What makes YOU think that you are an aspie? Three different doctor all saying no, sounds pretty conclusive to me. Perhaps you do have some issues, but your independence and life situation means that a diagnosis is unjustified. Really what do you expect from the diagnosis, what are your day to day problems and how can the diagnosis help?

I'm very confused by your posting history, your postings are very contradictory,

Jason.


Yes things have changed a lot in the past couple of months. My mum, sees me as an aspie n my dad sees my older sister as one.. -_- long story. Where I come from there is no one who is trained to deal with Adult aspergers, because i have learnt things to make it easier on myself in social situations its hard to pick it if you dont spend a day or two with me...
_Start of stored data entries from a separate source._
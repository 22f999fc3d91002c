//! Server configuration.

use serde::Deserialize;
use std::net::SocketAddr;

use super::error::ValidationError;

/// Server configuration.
#[derive(Debug, Clone, Deserialize)]
pub struct ServerConfig {
    /// Host address to bind to.
    #[serde(default = "default_host")]
    pub host: String,

    /// Port to listen on.
    #[serde(default = "default_port")]
    pub port: u16,

    /// Environment name.
    #[serde(default)]
    pub environment: Environment,

    /// Rust log filter directive.
    #[serde(default = "default_log_level")]
    pub log_level: String,

    /// CORS allowed origins (comma-separated).
    pub cors_origins: Option<String>,
}

/// Application environment.
#[derive(Debug, Clone, Deserialize, PartialEq, Eq, Default)]
#[serde(rename_all = "lowercase")]
pub enum Environment {
    #[default]
    Development,
    Staging,
    Production,
}

impl ServerConfig {
    /// Get the socket address to bind to.
    pub fn socket_addr(&self) -> SocketAddr {
        format!("{}:{}", self.host, self.port)
            .parse()
            .expect("Invalid socket address")
    }

    /// Check if running in production.
    pub fn is_production(&self) -> bool {
        self.environment == Environment::Production
    }

    /// Get CORS origins as a vector.
    pub fn cors_origins_list(&self) -> Vec<String> {
        self.cors_origins
            .as_ref()
            .map(|s| s.split(',').map(|s| s.trim().to_string()).collect())
            .unwrap_or_default()
    }

    /// Validate server configuration.
    pub fn validate(&self) -> Result<(), ValidationError> {
        if self.port == 0 {
            return Err(ValidationError::InvalidPort);
        }
        Ok(())
    }
}

impl Default for ServerConfig {
    fn default() -> Self {
        Self {
            host: default_host(),
            port: default_port(),
            environment: Environment::default(),
            log_level: default_log_level(),
            cors_origins: None,
        }
    }
}

fn default_host() -> String {
    "0.0.0.0".to_string()
}

fn default_port() -> u16 {
    8080
}

fn default_log_level() -> String {
    "info,sqlx=warn".to_string()
}

#[cfg(test)]
mod tests {
    use super::*;

    #[test]
    fn default_binds_all_interfaces_on_8080() {
        let config = ServerConfig::default();
        assert_eq!(config.socket_addr().port(), 8080);
        assert!(!config.is_production());
    }

    #[test]
    fn cors_origins_split_on_commas() {
        let config = ServerConfig {
            cors_origins: Some("http://a.test, http://b.test".to_string()),
            ..ServerConfig::default()
        };
        assert_eq!(
            config.cors_origins_list(),
            vec!["http://a.test".to_string(), "http://b.test".to_string()]
        );
    }

    #[test]
    fn zero_port_fails_validation() {
        let config = ServerConfig {
            port: 0,
            ..ServerConfig::default()
        };
        assert!(config.validate().is_err());
    }
}
//! Timestamp value object for immutable points in time.

use chrono::{DateTime, Datelike, Utc};
use serde::{Deserialize, Serialize};

/// Immutable point in time, always UTC.
#[derive(Debug, Clone, Copy, PartialEq, Eq, PartialOrd, Ord, Serialize, Deserialize)]
#[serde(transparent)]
pub struct Timestamp(DateTime<Utc>);

impl Timestamp {
    /// Creates a timestamp for the current moment.
    pub fn now() -> Self {
        Self(Utc::now())
    }

    /// Creates a timestamp from a DateTime<Utc>.
    pub fn from_datetime(dt: DateTime<Utc>) -> Self {
        Self(dt)
    }

    /// Returns the inner DateTime.
    pub fn as_datetime(&self) -> &DateTime<Utc> {
        &self.0
    }

    /// Returns the calendar day of the month (1..=31) in UTC.
    pub fn day_of_month(&self) -> u32 {
        self.0.day()
    }

    /// Checks if this timestamp is before another.
    pub fn is_before(&self, other: &Timestamp) -> bool {
        self.0 < other.0
    }

    /// Checks if this timestamp is after another.
    pub fn is_after(&self, other: &Timestamp) -> bool {
        self.0 > other.0
    }

    /// Formats as RFC 3339 for API responses.
    pub fn to_rfc3339(&self) -> String {
        self.0.to_rfc3339()
    }
}

#[cfg(test)]
mod tests {
    use super::*;
    use chrono::TimeZone;

    #[test]
    fn day_of_month_reads_utc_calendar_day() {
        let ts = Timestamp::from_datetime(Utc.with_ymd_and_hms(2025, 2, 3, 23, 59, 0).unwrap());
        assert_eq!(ts.day_of_month(), 3);
    }

    #[test]
    fn ordering_follows_chronology() {
        let earlier = Timestamp::from_datetime(Utc.with_ymd_and_hms(2025, 1, 1, 0, 0, 0).unwrap());
        let later = Timestamp::from_datetime(Utc.with_ymd_and_hms(2025, 1, 2, 0, 0, 0).unwrap());
        assert!(earlier.is_before(&later));
        assert!(later.is_after(&earlier));
    }
}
I have the hyper sensitivity, lack of emotional connect, (took me 2 years to learn how a mother should feel towards her son), i dont give eye contact, i get extremely confused, overwhelmed and over stimulated by too many people loud souds etc. also i dont follow conversations vert well.

all these and a lot more im in no mood to write atm are what my 7 aspie friends who were not diagnosed up here in Darwin, Northern Australia, mainly say says that i am an aspie.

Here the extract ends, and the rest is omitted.